Legalización en camino

 

Ya está en la Comisión Primera del Senado un proyecto que “establece un marco de regulación y control del cannabis” para uso de los adultos, liderado por los Senadores Gustavo Bolívar y Katherine Miranda. Cuenta con el apoyo de cerca de cincuenta senadores de todos los sectores políticos, salvo el Centro Democrático y el Partido Conservador.

 
Patricia Lara Salive
 
Escritora, periodista y activista por la paz – Tomado de El Espectador
 
 

Parece que por fin podremos ganar esta guerra contra las drogas, perdida, impagable y dolorosa: por una parte, ya está en la Comisión Primera del Senado un proyecto que “establece un marco de regulación y control del cannabis” para uso de los adultos, liderado por los Senadores Gustavo Bolívar y Katherine Miranda. Cuenta con el apoyo de cerca de cincuenta senadores de todos los sectores políticos, salvo el Centro Democrático y el Partido Conservador. De modo que, ahora, se podría armar la misma coalición que hundió las objeciones presidenciales a la JEP, integrada por los partidos de oposición, más Cambio Radical y los partidos Liberal y de la U, para sacar adelante este proyecto. Por otra parte, la semana entrante, el Senador Iván Marulanda, con el casi seguro apoyo del Senador indígena Feliciano Valencia y de 22 congresistas más, también de todos los partidos salvo el Centro Democrático y el Partido Conservador, presentará un interesante proyecto que regula la hoja de coca y sus derivados y que está siendo concertado con los pueblos indígenas.

En esencia, el proyecto de legalización de la marihuana busca desestimular el consumo en los menores; regularlo en los adultos; proteger su salud; y beneficiar a los pequeños productores, a las víctimas del conflicto, a las madres cabeza de familia e, incluso, a quienes se han acogido a la sustitución de cultivos, de modo que tengan acceso preferencial al negocio. Además, establece que 50% de los impuestos generados por el cannabis se destine a la sustitución de cultivos y el desarrollo sostenible; 25% al funcionamiento del Instituto de Regulación de Sustancias Psicoactivas y 25% a la prevención del consumo.
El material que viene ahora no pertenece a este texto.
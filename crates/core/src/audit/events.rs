use chrono::{DateTime, Utc};
use serde::{Deserialize, Serialize};

/// Audit event types
#[derive(Debug, Clone, PartialEq, Serialize, Deserialize)]
#[serde(tag = "type", rename_all = "snake_case")]
pub enum AuditEvent {
    // System events
    ServiceStarted {
        version: String,
        config_hash: String,
    },
    ServiceStopped {
        reason: String,
    },

    // Trigger intake
    PassCreated {
        pass_id: String,
        platform: String,
        start_time: DateTime<Utc>,
        raw_file: String,
    },
    PassMerged {
        pass_id: String,
        raw_file: String,
        /// False when the same file was announced again.
        new_file: bool,
    },
    EventIgnored {
        platform: String,
        raw_file: String,
        reason: String,
    },

    // Stage lifecycle
    StageStarted {
        pass_id: String,
        stage: String,
        attempt: u32,
        command: Vec<String>,
    },
    StageSucceeded {
        pass_id: String,
        stage: String,
        attempt: u32,
        artifacts: Vec<String>,
        duration_ms: u64,
    },
    StageFailed {
        pass_id: String,
        stage: String,
        attempt: u32,
        reason: String,
        /// Whether another attempt is scheduled.
        will_retry: bool,
    },

    // Pass outcomes (exactly one per pass)
    PassCompleted {
        pass_id: String,
        stages_run: u32,
        duration_ms: u64,
    },
    PassFailed {
        pass_id: String,
        stage: String,
        reason: String,
    },
    PassAborted {
        pass_id: String,
        reason: String,
    },
    PassAbandoned {
        pass_id: String,
        idle_secs: i64,
    },

    // Downstream
    ProductPublished {
        pass_id: String,
        stage: String,
        product: String,
        uri: String,
    },
}

impl AuditEvent {
    pub fn event_type(&self) -> &'static str {
        match self {
            Self::ServiceStarted { .. } => "service_started",
            Self::ServiceStopped { .. } => "service_stopped",
            Self::PassCreated { .. } => "pass_created",
            Self::PassMerged { .. } => "pass_merged",
            Self::EventIgnored { .. } => "event_ignored",
            Self::StageStarted { .. } => "stage_started",
            Self::StageSucceeded { .. } => "stage_succeeded",
            Self::StageFailed { .. } => "stage_failed",
            Self::PassCompleted { .. } => "pass_completed",
            Self::PassFailed { .. } => "pass_failed",
            Self::PassAborted { .. } => "pass_aborted",
            Self::PassAbandoned { .. } => "pass_abandoned",
            Self::ProductPublished { .. } => "product_published",
        }
    }

    pub fn pass_id(&self) -> Option<&str> {
        match self {
            Self::PassCreated { pass_id, .. }
            | Self::PassMerged { pass_id, .. }
            | Self::StageStarted { pass_id, .. }
            | Self::StageSucceeded { pass_id, .. }
            | Self::StageFailed { pass_id, .. }
            | Self::PassCompleted { pass_id, .. }
            | Self::PassFailed { pass_id, .. }
            | Self::PassAborted { pass_id, .. }
            | Self::PassAbandoned { pass_id, .. }
            | Self::ProductPublished { pass_id, .. } => Some(pass_id),
            Self::ServiceStarted { .. } | Self::ServiceStopped { .. } | Self::EventIgnored { .. } => {
                None
            }
        }
    }

    pub fn stage(&self) -> Option<&str> {
        match self {
            Self::StageStarted { stage, .. }
            | Self::StageSucceeded { stage, .. }
            | Self::StageFailed { stage, .. }
            | Self::PassFailed { stage, .. }
            | Self::ProductPublished { stage, .. } => Some(stage),
            _ => None,
        }
    }

    /// Whether this event closes a pass.
    pub fn is_pass_terminal(&self) -> bool {
        matches!(
            self,
            Self::PassCompleted { .. }
                | Self::PassFailed { .. }
                | Self::PassAborted { .. }
                | Self::PassAbandoned { .. }
        )
    }
}

/// Stored audit record
#[derive(Debug, Clone, Serialize, Deserialize)]
pub struct AuditRecord {
    pub id: i64,
    pub timestamp: DateTime<Utc>,
    pub event_type: String,
    pub pass_id: Option<String>,
    pub stage: Option<String>,
    pub data: AuditEvent,
}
Y el proyecto de regulación de la hoja de coca propone que el Estado compre toda la cosecha, según el inventario realizado por la ONU en 2019. El Senador Marulanda explica que, de esa manera, se beneficiarían las cien mil familias cocaleras, y con la hoja de coca se fabricarían productos derivados que no tienen limitaciones, como te, cosméticos y alimentos. Por otro lado, el Estado produciría una cocaína de alta pureza, que les suministraría, previa autorización médica, en una dosis personal que no podría pasar de un gramo por semana, a los consumidores colombianos. A los adictos se les haría un acompañamiento médico y psiquiátrico. Y a los consumidores recreativos también se les haría un seguimiento de manera que no perdieran el control y, si lo perdieran, tuvieran asistencia. Otra parte de la cocaína producida se les suministraría a algunos países que quieren atender a sus consumidores, pero no tienen cómo hacerlo porque no hay quién los provea de manera legal. Lo demás se destinaría a la investigación científica y a la fabricación de anestésicos y otros productos medicinales. Y la coca sobrante se destruiría.

Según el Senador Marulanda, “comprar esa cosecha le cuesta a Colombia entre 2 billones 300 y 2 billones 600. Y la actual política de erradicación de la coca nos cuesta lo mismo”. Se trata de cambiar el destino de unos recursos que se están utilizando en destruir los cultivos, con toda la violencia y la corrupción que eso genera, para usarlos en beneficiar a los campesinos.

Es un primer paso. A lo mejor el año entrante tendremos marihuana legal. Lo de la coca es más difícil. Pero lo importante es armar el debate para que, lo más pronto posible, le demos un uso inteligente a la coca y dejemos atrás esta guerra absurda, torpe y sin fin.